Apesar de tudo o referido, o Governo Regional decidiu avançar agora, de forma despropositada, com a autorização do abate da rola-turca [8] sem se conhecer a dinâmica da sua população nem quantificar os danos que esta nova espécie nativa possa produzir. A recente autorização contradiz claramente a legislação vigente, pois não são apresentados os imprescindíveis estudos sobre a situação da espécie, não se dá prioridade a métodos de controlo não violentos, não se colocam limites ao abate e não se evita o período reprodutor da espécie. Para além disso, o Governo insiste na falsidade dos danos desta espécie nas culturas vitivinícolas, estigmatizando e relacionando este sector com práticas ambientalmente reprováveis. E longe de tentar clarificar todas estas questões, o Governo Regional ainda evitou propositadamente o debate deste tema na Assembleia Regional [9].

Não há dúvidas de que em toda sociedade moderna qualquer actividade económica, onde a agricultura se insere, deve respeitar limites e regras, não sendo aceitável que essa actividade atente contra as pessoas, a natureza ou o ambiente. Uma agricultura que se quer sustentável e com futuro deve adoptar necessariamente um modelo de actividade integrado e em harmonia com a natureza, mostrando um respeito crescente pelos ecossistemas naturais nos quais se insere.
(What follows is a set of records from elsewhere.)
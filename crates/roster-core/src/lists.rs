//! Relationship list synchronization
//!
//! The name lists (friends, bookmarks, ignore, ops, character friends) are
//! the source of truth for the per-character flags. Incremental events patch
//! them directly; the character-friend list is always rebuilt from a fresh
//! friend-list fetch instead of being patched, so a missed or reordered
//! event cannot leave it permanently wrong.

use serde::Serialize;

use crate::character::Character;
use crate::events::{RosterChange, RosterList};
use crate::protocol::{FriendEdge, IgnoreAction, RelationshipChange, RelationshipKind};
use crate::registry::CharacterKey;
use crate::state::{Followup, RosterState};
use crate::status::{push_unique, remove_key};

/// Case-insensitive name equality
pub(crate) fn same_name(a: &str, b: &str) -> bool {
    a.chars()
        .flat_map(char::to_lowercase)
        .eq(b.chars().flat_map(char::to_lowercase))
}

pub(crate) fn contains_name(list: &[String], name: &str) -> bool {
    list.iter().any(|n| same_name(n, name))
}

/// Append unless already present. Returns whether the list changed.
pub(crate) fn insert_name(list: &mut Vec<String>, name: &str) -> bool {
    if contains_name(list, name) {
        return false;
    }
    list.push(name.to_string());
    true
}

/// Remove if present. Returns whether the list changed.
pub(crate) fn remove_name(list: &mut Vec<String>, name: &str) -> bool {
    match list.iter().position(|n| same_name(n, name)) {
        Some(index) => {
            list.remove(index);
            true
        }
        None => false,
    }
}

fn dedup_names(names: impl IntoIterator<Item = String>) -> Vec<String> {
    let mut out = Vec::new();
    for name in names {
        insert_name(&mut out, &name);
    }
    out
}

/// Canonical name lists
#[derive(Debug, Default, Clone, PartialEq, Eq, Serialize)]
#[serde(rename_all = "camelCase")]
pub struct NameLists {
    pub friends: Vec<String>,
    pub bookmarks: Vec<String>,
    /// Always lower-cased and de-duplicated
    pub ignore: Vec<String>,
    pub ops: Vec<String>,
    /// Friends of our own character, from the last accepted fetch
    pub character_friends: Vec<String>,
}

impl NameLists {
    pub fn is_friend(&self, name: &str) -> bool {
        contains_name(&self.friends, name)
    }

    pub fn is_bookmarked(&self, name: &str) -> bool {
        contains_name(&self.bookmarks, name)
    }

    pub fn is_ignored(&self, name: &str) -> bool {
        contains_name(&self.ignore, name)
    }

    pub fn is_op(&self, name: &str) -> bool {
        contains_name(&self.ops, name)
    }

    pub fn is_character_friend(&self, name: &str) -> bool {
        contains_name(&self.character_friends, name)
    }
}

/// Orders character-friend fetches; an older result never overwrites a
/// newer one that already applied
#[derive(Debug, Default, Clone, Copy)]
pub struct FetchSequence {
    issued: u64,
    applied: u64,
}

impl FetchSequence {
    pub fn issue(&mut self) -> u64 {
        self.issued += 1;
        self.issued
    }

    pub fn accept(&mut self, seq: u64) -> bool {
        if seq <= self.applied {
            return false;
        }
        self.applied = seq;
        true
    }
}

impl RosterState {
    pub fn apply_ignore(&mut self, action: IgnoreAction) {
        match action {
            IgnoreAction::Init { characters } => {
                self.lists.ignore = dedup_names(characters.iter().map(|c| c.to_lowercase()));
                self.record_list(RosterList::IgnoreList);
                self.rederive_moderation_flags();
            }
            IgnoreAction::Add { character } => {
                if insert_name(&mut self.lists.ignore, &character.to_lowercase()) {
                    self.record_list(RosterList::IgnoreList);
                }
                self.set_flag(&character, |c| &mut c.is_ignored, true);
            }
            IgnoreAction::Delete { character } => {
                if remove_name(&mut self.lists.ignore, &character) {
                    self.record_list(RosterList::IgnoreList);
                }
                self.set_flag(&character, |c| &mut c.is_ignored, false);
            }
        }
    }

    /// Full replacement of the chat-operator list
    pub fn set_op_list(&mut self, ops: Vec<String>) {
        self.lists.ops = dedup_names(ops);
        self.record_list(RosterList::OpList);
        self.rederive_moderation_flags();
    }

    pub fn add_op(&mut self, name: &str) {
        if insert_name(&mut self.lists.ops, name) {
            self.record_list(RosterList::OpList);
        }
        self.set_flag(name, |c| &mut c.is_chat_op, true);
    }

    pub fn remove_op(&mut self, name: &str) {
        if remove_name(&mut self.lists.ops, name) {
            self.record_list(RosterList::OpList);
        }
        self.set_flag(name, |c| &mut c.is_chat_op, false);
    }

    /// Re-derive `is_ignored` and `is_chat_op` for every known character
    pub(crate) fn rederive_moderation_flags(&mut self) {
        let mut changed = Vec::new();
        for (key, c) in self.registry.iter_mut() {
            let ignored = self.lists.is_ignored(key.as_str());
            let op = self.lists.is_op(&c.name);
            if c.is_ignored != ignored || c.is_chat_op != op {
                c.is_ignored = ignored;
                c.is_chat_op = op;
                changed.push(c.name.clone());
            }
        }
        for name in changed {
            self.record_character(&name);
        }
    }

    fn set_flag(
        &mut self,
        name: &str,
        flag: impl FnOnce(&mut Character) -> &mut bool,
        value: bool,
    ) {
        let character = self.get(name);
        let slot = flag(&mut *character);
        if *slot == value {
            return;
        }
        *slot = value;
        let name = character.name.clone();
        self.record_character(&name);
    }

    /// Bookmark and friend changes (`RTB`)
    ///
    /// Friend changes also return a refresh of the character-friend list.
    pub fn apply_relationship(&mut self, change: RelationshipChange) -> Option<Followup> {
        let RelationshipChange { kind, name } = change;
        if let RelationshipKind::Other(other) = &kind {
            tracing::trace!("Ignoring relationship event '{}'", other);
            return None;
        }
        if name.is_empty() {
            tracing::warn!("Relationship event {:?} without a name", kind);
            return None;
        }

        let key = CharacterKey::new(&name);
        match kind {
            RelationshipKind::BookmarkAdd => {
                if insert_name(&mut self.lists.bookmarks, &name) {
                    self.record_list(RosterList::BookmarkList);
                }
                self.set_flag(&name, |c| &mut c.is_bookmarked, true);
                if self.get(&name).is_online() && push_unique(&mut self.views.bookmarks, &key) {
                    self.record_list(RosterList::Bookmarks);
                }
                None
            }
            RelationshipKind::BookmarkRemove => {
                if remove_name(&mut self.lists.bookmarks, &name) {
                    self.record_list(RosterList::BookmarkList);
                }
                self.set_flag(&name, |c| &mut c.is_bookmarked, false);
                if remove_key(&mut self.views.bookmarks, &key) {
                    self.record_list(RosterList::Bookmarks);
                }
                None
            }
            RelationshipKind::FriendAdd => {
                if insert_name(&mut self.lists.friends, &name) {
                    self.record_list(RosterList::FriendList);
                }
                self.set_flag(&name, |c| &mut c.is_friend, true);
                if self.get(&name).is_online() && push_unique(&mut self.views.friends, &key) {
                    self.record_list(RosterList::Friends);
                }
                Some(self.character_friend_refresh())
            }
            RelationshipKind::FriendRemove => {
                if remove_name(&mut self.lists.friends, &name) {
                    self.record_list(RosterList::FriendList);
                }
                self.set_flag(&name, |c| &mut c.is_friend, false);
                if remove_key(&mut self.views.friends, &key) {
                    self.record_list(RosterList::Friends);
                }
                Some(self.character_friend_refresh())
            }
            RelationshipKind::Other(_) => None,
        }
    }

    fn character_friend_refresh(&mut self) -> Followup {
        Followup::RefreshCharacterFriends {
            epoch: self.epoch,
            seq: self.friend_fetches.issue(),
        }
    }

    /// The server confirmed which character is ours
    pub(crate) fn confirm_identity(&mut self, own: CharacterKey) -> Followup {
        let name = self.get(own.as_str()).name.clone();
        if self.own.as_ref() != Some(&own) {
            tracing::info!("Own character confirmed: {}", name);
            self.own = Some(own.clone());
            self.record(RosterChange::OwnCharacterChanged { name });
        }
        Followup::ConfirmIdentity {
            epoch: self.epoch,
            seq: self.friend_fetches.issue(),
            own,
        }
    }

    /// Whether `own` is still our character in session `epoch`
    pub fn is_current_identity(&self, epoch: u64, own: &CharacterKey) -> bool {
        self.epoch == epoch && self.own.as_ref() == Some(own)
    }

    /// Apply a friend-list fetch issued in `epoch` as fetch number `seq`.
    ///
    /// Rebuilds the character-friend list from edges whose source is our
    /// current own character (empty if none is known yet) and reconciles
    /// flags and the online view against current statuses. Returns false
    /// when the result is stale and was dropped.
    pub fn apply_character_friend_edges(
        &mut self,
        epoch: u64,
        seq: u64,
        expected_own: Option<&CharacterKey>,
        edges: &[FriendEdge],
    ) -> bool {
        if epoch != self.epoch {
            tracing::warn!(
                "Discarding friend list fetched in session {} (now {})",
                epoch,
                self.epoch
            );
            return false;
        }
        if let Some(expected) = expected_own {
            if self.own.as_ref() != Some(expected) {
                tracing::warn!("Discarding friend list fetched for previous own character {}", expected);
                return false;
            }
        }
        if !self.friend_fetches.accept(seq) {
            tracing::warn!("Discarding out-of-order friend list fetch #{}", seq);
            return false;
        }

        let list = match self.own_character().map(|c| c.name.clone()) {
            Some(own) => dedup_names(
                edges
                    .iter()
                    .filter(|e| same_name(&e.source, &own))
                    .map(|e| e.dest.clone()),
            ),
            None => Vec::new(),
        };
        if list != self.lists.character_friends {
            self.lists.character_friends = list;
            self.record_list(RosterList::CharacterFriendList);
        }
        self.reconcile_character_friends();
        true
    }

    /// Bring `is_character_friend` and the online character-friend view in
    /// line with the character-friend list and current statuses
    pub(crate) fn reconcile_character_friends(&mut self) {
        let mut changed = Vec::new();
        for (_, c) in self.registry.iter_mut() {
            let qualifies = contains_name(&self.lists.character_friends, &c.name);
            if c.is_character_friend != qualifies {
                c.is_character_friend = qualifies;
                changed.push(c.name.clone());
            }
        }

        let registry = &self.registry;
        let before = self.views.character_friends.len();
        self.views.character_friends.retain(|k| {
            registry
                .find(k)
                .map_or(false, |c| c.is_character_friend && c.is_online())
        });
        let mut view_changed = before != self.views.character_friends.len();

        for (key, c) in self.registry.iter() {
            if c.is_character_friend && c.is_online() {
                view_changed |= push_unique(&mut self.views.character_friends, key);
            }
        }

        for name in changed {
            self.record_character(&name);
        }
        if view_changed {
            self.record_list(RosterList::CharacterFriends);
        }
    }

    /// Store the own profile if `own` is still our character
    pub fn set_own_profile(
        &mut self,
        own: &CharacterKey,
        profile: crate::connection::CharacterProfile,
    ) -> bool {
        if self.own.as_ref() != Some(own) {
            tracing::warn!("Discarding profile for previous own character {}", own);
            return false;
        }
        tracing::info!("Own profile resolved for {}", profile.name);
        let name = profile.name.clone();
        self.own_profile = Some(profile);
        self.record(RosterChange::OwnProfileResolved { name });
        true
    }
}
Surpreende que, ainda hoje, a natureza possa ser considerada como o inimigo e a única solução para qualquer problema seja matar e eliminar as espécies existentes, uma situação própria de tempos passados, quando por exemplo o priolo (Pyrrhula murina), uma ave endémica da ilha de São Miguel, foi considerada nociva e quase exterminada pelos danos que supostamente causava nas culturas de laranja [10]. Mais surpreendente é que o Governo Regional alinhe nesta visão retrógrada e, longe de proteger a fauna nativa e a agricultura, dedique o seu tempo a insistir em falsidades em vez de procurar soluções reais. Existem, de facto, muitas e variadas formas de minimizar os possíveis danos produzidos pelas aves na agricultura: protecções com redes, dispositivos afugentadores de diferentes tipos, plantação simultânea de culturas alternativas, para além das compensações económicas pela eventual perda de rendimentos.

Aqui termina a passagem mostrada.